Problem statement
A word-for-word transcription of the data below is required.

Listed records
/// The kernel tick handler. The port's tick ISR calls this once per
/// hardware tick, with the kernel CPU Lock *not* held.
///
/// Two passes over the timer list: age every active timer, then run the
/// callbacks that came due, reloading periodic timers and retiring
/// one-shots. Callbacks are invoked with the CPU Lock released so they
/// can post and signal.
pub fn tick<Traits: KernelTraits>() {
    let mut guard = lock_cpu::<Traits>().unwrap_or_else(|_| {
        // Safety: the tick ISR runs with interrupts masked and no
        // outstanding guard
        unsafe { crate::klock::assume_cpu_lock() }
    });

    // Pass 1: age.
    {
        let lock = &mut guard.borrow_mut();
        let list = &Traits::state().timers.list;
        let mut cursor = list.head(lock);
        while let Some(t) = cursor {
            cursor = next_of(lock, t);
            // Safety: linked timers are alive
            let timer = unsafe { t.as_ref() };
            let flags = timer.flags.get(&**lock);
            if flags.contains(TimerFlags::ACTIVE) && !flags.contains(TimerFlags::CALLBACK) {
                let remaining = timer.remaining.get(&**lock).saturating_sub(1);
                timer.remaining.replace(&mut **lock, remaining);
                if remaining == 0 {
                    timer.flags.write(&mut **lock).set(TimerFlags::CALLBACK);
                }
            }
        }
    }

    // Pass 2: dispatch. A fresh scan per callback, because a callback may
    // arbitrarily rearrange the timer list.
    loop {
        let mut pending = None;
        {
            let lock = &mut guard.borrow_mut();
            let list = &Traits::state().timers.list;
            let mut cursor = list.head(lock);
            while let Some(t) = cursor {
                cursor = next_of(lock, t);
                // Safety: linked timers are alive
                if unsafe { t.as_ref() }
                    .flags
                    .get(&**lock)
                    .contains(TimerFlags::CALLBACK)
                {
                    pending = Some(t);
                    break;
                }
            }

            if let Some(t) = pending {
                // Safety: linked timers are alive
                let timer = unsafe { t.as_ref() };
                timer.flags.write(&mut **lock).clear(TimerFlags::CALLBACK);
                if timer.flags.get(&**lock).contains(TimerFlags::ONE_SHOT) {
                    list.remove(lock, timer);
                    let flags = timer.flags.write(&mut **lock);
                    flags.clear(TimerFlags::ACTIVE);
                    flags.set(TimerFlags::EXPIRED);
                } else {
                    let interval = timer.interval.get(&**lock);
                    timer.remaining.replace(&mut **lock, interval);
                }
            }
        }

        let Some(t) = pending else { break };

        // Safety: a retired one-shot stays alive at least until its
        // callback has run; the arming code guarantees it
        let timer = unsafe { t.as_ref() };
        let (callback, owner, data) = {
            let lock = &mut guard.borrow_mut();
            (
                timer.callback.get(&**lock),
                timer.owner.get(&**lock),
                timer.data.get(&**lock),
            )
        };

        if let Some(callback) = callback {
            drop(guard);
            // Safety: registered threads are `&'static`
            callback(owner.map(|o| unsafe { o.as_ref() }), data);
            guard = lock_cpu::<Traits>().unwrap_or_else(|_| {
                // Safety: the callback returned with the CPU Lock released
                unsafe { crate::klock::assume_cpu_lock() }
            });
        }
    }
}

The completed task
/// The kernel tick handler. The port's tick ISR calls this once per
/// hardware tick, with the kernel CPU Lock *not* held.
///
/// Two passes over the timer list: age every active timer, then run the
/// callbacks that came due, reloading periodic timers and retiring
/// one-shots. Callbacks are invoked with the CPU Lock released so they
/// can post and signal.
pub fn tick<Traits: KernelTraits>() {
    let mut guard = lock_cpu::<Traits>().unwrap_or_else(|_| {
        // Safety: the tick ISR runs with interrupts masked and no
        // outstanding guard
        unsafe { crate::klock::assume_cpu_lock() }
    });

    // Pass 1: age.
    {
        let lock = &mut guard.borrow_mut();
        let list = &Traits::state().timers.list;
        let mut cursor = list.head(lock);
        while let Some(t) = cursor {
            cursor = next_of(lock, t);
            // Safety: linked timers are alive
            let timer = unsafe { t.as_ref() };
            let flags = timer.flags.get(&**lock);
            if flags.contains(TimerFlags::ACTIVE) && !flags.contains(TimerFlags::CALLBACK) {
                let remaining = timer.remaining.get(&**lock).saturating_sub(1);
                timer.remaining.replace(&mut **lock, remaining);
                if remaining == 0 {
                    timer.flags.write(&mut **lock).set(TimerFlags::CALLBACK);
                }
            }
        }
    }

    // Pass 2: dispatch. A fresh scan per callback, because a callback may
    // arbitrarily rearrange the timer list.
    loop {
        let mut pending = None;
        {
            let lock = &mut guard.borrow_mut();
            let list = &Traits::state().timers.list;
            let mut cursor = list.head(lock);
            while let Some(t) = cursor {
                cursor = next_of(lock, t);
                // Safety: linked timers are alive
                if unsafe { t.as_ref() }
                    .flags
                    .get(&**lock)
                    .contains(TimerFlags::CALLBACK)
                {
                    pending = Some(t);
                    break;
                }
            }

            if let Some(t) = pending {
                // Safety: linked timers are alive
                let timer = unsafe { t.as_ref() };
                timer.flags.write(&mut **lock).clear(TimerFlags::CALLBACK);
                if timer.flags.get(&**lock).contains(TimerFlags::ONE_SHOT) {
                    list.remove(lock, timer);
                    let flags = timer.flags.write(&mut **lock);
                    flags.clear(TimerFlags::ACTIVE);
                    flags.set(TimerFlags::EXPIRED);
                } else {
                    let interval = timer.interval.get(&**lock);
                    timer.remaining.replace(&mut **lock, interval);
                }
            }
        }

        let Some(t) = pending else { break };

        // Safety: a retired one-shot stays alive at least until its
        // callback has run; the arming code guarantees it
        let timer = unsafe { t.as_ref() };
        let (callback, owner, data) = {
            let lock = &mut guard.borrow_mut();
            (
                timer.callback.get(&**lock),
                timer.owner.get(&**lock),
                timer.data.get(&**lock),
            )
        };

        if let Some(callback) = callback {
            drop(guard);
            // Safety: registered threads are `&'static`
            callback(owner.map(|o| unsafe { o.as_ref() }), data);
            guard = lock_cpu::<Traits>().unwrap_or_else(|_| {
                // Safety: the callback returned with the CPU Lock released
                unsafe { crate::klock::assume_cpu_lock() }
            });
        }
    }
}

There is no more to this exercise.